自分で言って煽っておいて、これじゃあダメだろう、なんて意地悪い考えが浮かぶ。
恥ずかしさで顔を覆う彼女の両手を引きはがして、手首をつかんで顔の横に押し付けた。
「アンタ、自分が何言ってるのか、本当に分かってんのか?」
わざとゆっくり顔を近づける。
下した俺の髪の毛が彼女の顔にかかるくらいまで近づくと、じぃっと彼女の目を見つめた。
恐怖か、期待か、そのどちらもなのか。
黒崎さんの瞳はゆらゆらと揺れながら俺をじっと見つめ返している。
「俺の好きにされる覚悟が本当にあんのか?」
ぐっと手首を握る手に力をこめて、首筋に口付けを落とす。
触れて離れただけなのに、黒崎さんは小さく震えている。
怖いのか。
彼女の本心を確かめるように、もう一度細く白い首筋に唇を触れさせた。
今度はそのまま、彼女の首筋をなぞるようにゆっくりと唇を動かす。
すると、今度は大きくビクリと体が波打って、羞恥に耐えかねるのか、顔を覆いたそうに俺の拘束から逃れようと必死に抵抗し始めた。
「おい、逃げるつもりか? ここまでさせておいて」
「ご、めんなさ……」
「謝って済ませると思うか? ……前に言ったろ、悪い男かもしれねぇぞって」
押さえつける力を強めて、彼女の目の奥を覗き込む。
小刻みに震える彼女の目からは、涙の粒が今にも零れ落ちそうだった。
「なぁ、黒崎さん。
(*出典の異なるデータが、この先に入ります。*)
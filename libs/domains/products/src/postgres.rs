use async_trait::async_trait;
use database::BaseRepository;
use sea_orm::ActiveValue::Set;
use sea_orm::{
    ActiveModelTrait, ColumnTrait, ConnectionTrait, DatabaseConnection, DbErr, EntityTrait,
    IntoActiveModel, PaginatorTrait, QueryFilter, QueryOrder, QuerySelect, SqlErr,
    TransactionTrait,
};
use uuid::Uuid;

use crate::{
    entity,
    error::{ProductError, ProductResult},
    models::{Category, CreateProduct, DeleteOutcome, Product, ProductSummary, UpdateProduct},
    repository::ProductRepository,
};

/// PostgreSQL implementation of ProductRepository
///
/// Mutating operations each run inside one transaction with the product
/// row locked, so concurrent requests serialize at the database instead
/// of racing between a read and a write.
pub struct PgProductRepository {
    base: BaseRepository<entity::product::Entity>,
}

impl PgProductRepository {
    pub fn new(db: DatabaseConnection) -> Self {
        Self {
            base: BaseRepository::new(db),
        }
    }

    async fn category<C: ConnectionTrait>(
        &self,
        conn: &C,
        category_id: Uuid,
    ) -> ProductResult<entity::category::Model> {
        entity::category::Entity::find_by_id(category_id)
            .one(conn)
            .await?
            .ok_or(ProductError::CategoryNotFound)
    }
}

/// Classifies errors from writes that set `category_id`: the only FK a
/// create or update can violate is the category relation. Delete-path FK
/// errors (a history row landing mid-transaction) take the blanket
/// conversion instead and surface as 500s.
fn category_fk_err(err: DbErr) -> ProductError {
    match err.sql_err() {
        Some(SqlErr::ForeignKeyConstraintViolation(_)) => ProductError::CategoryNotFound,
        _ => err.into(),
    }
}

#[async_trait]
impl ProductRepository for PgProductRepository {
    async fn list_active(&self) -> ProductResult<Vec<ProductSummary>> {
        let rows = entity::product::Entity::find()
            .filter(entity::product::Column::Active.eq(true))
            .find_also_related(entity::category::Entity)
            .order_by_asc(entity::product::Column::Name)
            .all(self.base.db())
            .await?;

        rows.into_iter()
            .map(|(product, category)| {
                let category = category.ok_or_else(|| {
                    ProductError::Internal(format!(
                        "product {} references no category",
                        product.id
                    ))
                })?;
                Ok((product, category).into())
            })
            .collect()
    }

    async fn list_categories(&self) -> ProductResult<Vec<Category>> {
        let categories = entity::category::Entity::find()
            .order_by_asc(entity::category::Column::Name)
            .all(self.base.db())
            .await?;

        Ok(categories.into_iter().map(Into::into).collect())
    }

    async fn get_with_category(&self, id: Uuid) -> ProductResult<Option<Product>> {
        let Some(model) = self.base.find_by_id(id).await? else {
            return Ok(None);
        };

        let category = self.category(self.base.db(), model.category_id).await?;
        Ok(Some((model, category).into()))
    }

    async fn create_or_reactivate(&self, input: CreateProduct) -> ProductResult<Product> {
        let txn = self.base.db().begin().await?;

        let existing = entity::product::Entity::find()
            .filter(entity::product::Column::Name.eq(&input.name))
            .lock_exclusive()
            .one(&txn)
            .await?;

        let model = match existing {
            Some(row) if row.active => return Err(ProductError::Duplicate),
            Some(row) => {
                // Reactivate in place, keeping the id and creation time
                let mut active: entity::product::ActiveModel = row.into_active_model();
                active.active = Set(true);
                active.price = Set(input.price);
                active.stock = Set(input.stock);
                active.category_id = Set(input.category_id);
                active.barcode = Set(input.barcode);
                active.updated_at = Set(chrono::Utc::now().into());

                let model = active.update(&txn).await.map_err(category_fk_err)?;
                tracing::info!(product_id = %model.id, "Reactivated product");
                model
            }
            None => {
                let active: entity::product::ActiveModel = input.into();
                let model = active.insert(&txn).await.map_err(category_fk_err)?;
                tracing::info!(product_id = %model.id, "Created product");
                model
            }
        };

        let category = self.category(&txn, model.category_id).await?;
        txn.commit().await?;

        Ok((model, category).into())
    }

    async fn update(&self, id: Uuid, input: UpdateProduct) -> ProductResult<Product> {
        let txn = self.base.db().begin().await?;

        let model = entity::product::Entity::find_by_id(id)
            .lock_exclusive()
            .one(&txn)
            .await?
            // The legacy update contract reports every missing relation
            // with the category message
            .ok_or(ProductError::CategoryNotFound)?;

        let mut active: entity::product::ActiveModel = model.into_active_model();
        if let Some(name) = input.name {
            active.name = Set(name);
        }
        if let Some(category_id) = input.category_id {
            active.category_id = Set(category_id);
        }
        if let Some(price) = input.price {
            active.price = Set(price);
        }
        if let Some(flag) = input.active {
            active.active = Set(flag);
        }
        if let Some(barcode) = input.barcode {
            active.barcode = Set(Some(barcode));
        }
        // input.stock is intentionally ignored
        active.updated_at = Set(chrono::Utc::now().into());

        let model = active.update(&txn).await.map_err(category_fk_err)?;
        let category = self.category(&txn, model.category_id).await?;
        txn.commit().await?;

        tracing::info!(product_id = %id, "Updated product");
        Ok((model, category).into())
    }

    async fn delete_or_deactivate(&self, id: Uuid) -> ProductResult<DeleteOutcome> {
        let txn = self.base.db().begin().await?;

        let model = entity::product::Entity::find_by_id(id)
            .lock_exclusive()
            .one(&txn)
            .await?
            .ok_or(ProductError::NotFound)?;

        let purchases = entity::purchase::Entity::find()
            .filter(entity::purchase::Column::ProductId.eq(id))
            .count(&txn)
            .await?;
        let sales = entity::sale::Entity::find()
            .filter(entity::sale::Column::ProductId.eq(id))
            .count(&txn)
            .await?;

        let outcome = if purchases > 0 || sales > 0 {
            let mut active: entity::product::ActiveModel = model.into_active_model();
            active.active = Set(false);
            active.updated_at = Set(chrono::Utc::now().into());
            active.update(&txn).await?;

            tracing::info!(product_id = %id, "Deactivated product with history");
            DeleteOutcome::Deactivated
        } else {
            entity::product::Entity::delete_by_id(id).exec(&txn).await?;

            tracing::info!(product_id = %id, "Deleted product");
            DeleteOutcome::Deleted
        };

        txn.commit().await?;
        Ok(outcome)
    }
}
pub mod server;
pub mod tracing;

use std::env;
use thiserror::Error;

/// Configuration error type
#[derive(Error, Debug)]
pub enum ConfigError {
    #[error("Environment variable '{0}' is required but not set")]
    MissingEnvVar(String),

    #[error("Failed to parse environment variable '{key}': {details}")]
    ParseError { key: String, details: String },
}

/// Application environment (dev = local, prod = deployed)
#[derive(Clone, Debug, PartialEq, Eq)]
pub enum Environment {
    Development,
    Production,
}

impl Environment {
    pub fn from_env() -> Self {
        let app_env = env::var("APP_ENV").unwrap_or_else(|_| "development".to_string());

        if app_env.eq_ignore_ascii_case("production") {
            Environment::Production
        } else {
            Environment::Development
        }
    }

    pub fn is_production(&self) -> bool {
        matches!(self, Environment::Production)
    }

    pub fn is_development(&self) -> bool {
        matches!(self, Environment::Development)
    }
}

/// Static application identity, embedded at compile time.
///
/// Built with the [`app_info!`] macro so name and version always come from
/// the binary's own Cargo manifest.
#[derive(Clone, Copy, Debug)]
pub struct AppInfo {
    pub name: &'static str,
    pub version: &'static str,
}

/// Capture the calling crate's name and version as an [`AppInfo`].
#[macro_export]
macro_rules! app_info {
    () => {
        $crate::AppInfo {
            name: env!("CARGO_PKG_NAME"),
            version: env!("CARGO_PKG_VERSION"),
        }
    };
}

/// Trait for configuration that can be loaded from environment variables
pub trait FromEnv: Sized {
    fn from_env() -> Result<Self, ConfigError>;
}

/// Helper to load and parse environment variable with a default value
pub fn env_or_default(key: &str, default: &str) -> String {
    env::var(key).unwrap_or_else(|_| default.to_string())
}

/// Helper to load and parse environment variable or return error
pub fn env_required(key: &str) -> Result<String, ConfigError> {
    env::var(key).map_err(|_| ConfigError::MissingEnvVar(key.to_string()))
}

#[cfg(test)]
mod tests {
    use super::*;

    #[test]
    fn test_environment_defaults_to_development() {
        temp_env::with_var_unset("APP_ENV", || {
            let env = Environment::from_env();
            assert_eq!(env, Environment::Development);
            assert!(env.is_development());
            assert!(!env.is_production());
        });
    }

    #[test]
    fn test_environment_production() {
        temp_env::with_var("APP_ENV", Some("production"), || {
            let env = Environment::from_env();
            assert_eq!(env, Environment::Production);
            assert!(env.is_production());
        });
    }

    #[test]
    fn test_environment_production_case_insensitive() {
        temp_env::with_var("APP_ENV", Some("PRODUCTION"), || {
            assert_eq!(Environment::from_env(), Environment::Production);
        });
    }

    #[test]
    fn test_environment_unknown_defaults_to_development() {
        temp_env::with_var("APP_ENV", Some("staging"), || {
            assert_eq!(Environment::from_env(), Environment::Development);
        });
    }

    #[test]
    fn test_env_or_default_without_value() {
        temp_env::with_var_unset("MISSING_VAR", || {
            assert_eq!(
                env_or_default("MISSING_VAR", "default_value"),
                "default_value"
            );
        });
    }

    #[test]
    fn test_env_required_missing() {
        temp_env::with_var_unset("MISSING_REQUIRED", || {
            let err = env_required("MISSING_REQUIRED").unwrap_err();
            assert!(err.to_string().contains("MISSING_REQUIRED"));
            assert!(err.to_string().contains("required"));
        });
    }

    #[test]
    fn test_app_info_macro() {
        let info = app_info!();
        assert_eq!(info.name, "core_config");
        assert!(!info.version.is_empty());
    }
}
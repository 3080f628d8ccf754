//! Readiness probe

use axum::{Router, extract::State, response::IntoResponse, routing::get};
use axum_helpers::{HealthCheckFuture, run_health_checks};

use crate::state::AppState;

/// Readiness handler: the service is ready once PostgreSQL answers
async fn ready(State(state): State<AppState>) -> impl IntoResponse {
    let checks: Vec<(&str, HealthCheckFuture)> = vec![(
        "database",
        Box::pin(async {
            database::postgres::check_health(&state.db)
                .await
                .map_err(|e| e.to_string())
        }),
    )];

    run_health_checks(checks).await
}

/// Router exposing `/ready` at the application root
pub fn router(state: AppState) -> Router {
    Router::new().route("/ready", get(ready)).with_state(state)
}
#[tokio::test]
async fn test_list_excludes_inactive_products() {
    let (app, _repo, category_id) = setup("handler_list_active").await;

    let keep = create_product(&app, "Aqua", category_id).await;
    let hide = create_product(&app, "Sprite", category_id).await;

    let response = app
        .clone()
        .oneshot(put_json(&format!("/{}", hide.id), json!({"active": false})))
        .await
        .unwrap();
    assert_eq!(response.status(), StatusCode::OK);

    let response = app.oneshot(get("/")).await.unwrap();
    assert_eq!(response.status(), StatusCode::OK);

    let products: Vec<ProductSummary> = json_body(response.into_body()).await;
    assert_eq!(products.len(), 1);
    assert_eq!(products[0].id, keep.id);
}

#[tokio::test]
async fn test_list_summary_omits_active_flag() {
    let (app, _repo, category_id) = setup("handler_list_shape").await;

    create_product(&app, "Aqua", category_id).await;

    let response = app.oneshot(get("/")).await.unwrap();
    let body: Value = json_body(response.into_body()).await;

    let first = &body.as_array().unwrap()[0];
    assert!(first.get("active").is_none());
    assert_eq!(first["category"]["id"], json!(category_id));
    // Timestamps stay part of the listing projection
    assert!(first.get("created_at").is_some());
    assert!(first.get("updated_at").is_some());
}

#[tokio::test]
async fn test_list_treats_non_true_flag_as_false() {
    let (app, _repo, category_id) = setup("handler_list_flag").await;

    create_product(&app, "Aqua", category_id).await;

    let response = app.oneshot(get("/?include_categories=1")).await.unwrap();
    assert_eq!(response.status(), StatusCode::OK);

    // Not an error, and not the {products, categories} shape either
    let body: Value = json_body(response.into_body()).await;
    assert_eq!(body.as_array().map(|items| items.len()), Some(1));
}

#[tokio::test]
async fn test_list_with_categories_returns_both_collections() {
    let (app, _repo, category_id) = setup("handler_list_categories").await;

    create_product(&app, "Aqua", category_id).await;

    let response = app
        .oneshot(get("/?include_categories=true"))
        .await
        .unwrap();
    assert_eq!(response.status(), StatusCode::OK);

    let body: ProductsWithCategories = json_body(response.into_body()).await;
    assert_eq!(body.products.len(), 1);
    assert_eq!(body.categories.len(), 1);
    assert_eq!(body.categories[0].id, category_id);
}

#[tokio::test]
async fn test_get_product_includes_active_flag() {
    let (app, _repo, category_id) = setup("handler_get").await;

    let product = create_product(&app, "Aqua", category_id).await;

    let response = app.oneshot(get(&format!("/{}", product.id))).await.unwrap();
    assert_eq!(response.status(), StatusCode::OK);

    let body: Value = json_body(response.into_body()).await;
    assert_eq!(body["active"], json!(true));
    assert_eq!(body["id"], json!(product.id));
}

#[tokio::test]
async fn test_get_unknown_product_returns_404() {
    let (app, _repo, _category_id) = setup("handler_get_404").await;

    let response = app.oneshot(get(&format!("/{}", Uuid::now_v7()))).await.unwrap();
    assert_eq!(response.status(), StatusCode::NOT_FOUND);

    let body: Value = json_body(response.into_body()).await;
    assert_eq!(body["error"], "Produk tidak ditemukan");
}

#[tokio::test]
async fn test_get_invalid_uuid_returns_400() {
    let (app, _repo, _category_id) = setup("handler_get_bad_uuid").await;

    let response = app.oneshot(get("/not-a-uuid")).await.unwrap();
    assert_eq!(response.status(), StatusCode::BAD_REQUEST);
}

#[tokio::test]
async fn test_update_applies_only_present_fields() {
    let (app, _repo, category_id) = setup("handler_update_sparse").await;

    let product = create_product(&app, "Gula", category_id).await;

    let response = app
        .clone()
        .oneshot(put_json(
            &format!("/{}", product.id),
            json!({"price": 20.0}),
        ))
        .await
        .unwrap();
    assert_eq!(response.status(), StatusCode::OK);

    let updated: Product = json_body(response.into_body()).await;
    assert_eq!(updated.price, 20.0);
    assert_eq!(updated.name, "Gula");
    assert_eq!(updated.stock, product.stock);
}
アンタ俺と結婚したいんだろ。結婚するって言ってる以上は、こうなる覚悟はしてたんだろ?」
「わ、たし……」
ここで悲鳴でもあげられたら分が悪いのは俺の方だ。
下手すれば訴えられる可能性だってある。
それでも止められないのは、彼女に現実を見せて脅したいからなのか、それとも……。
首筋にまた口づけを落とし、そこからはだけて露になっている肩まで、鎖骨を伝ってなぞるように舌を這わせた。
「やっ……」
黒崎さんは体をくねらせて、俺を拒んだ。
ぎゅっとつぶった目からは大きな涙の粒がこぼれ落ちてく。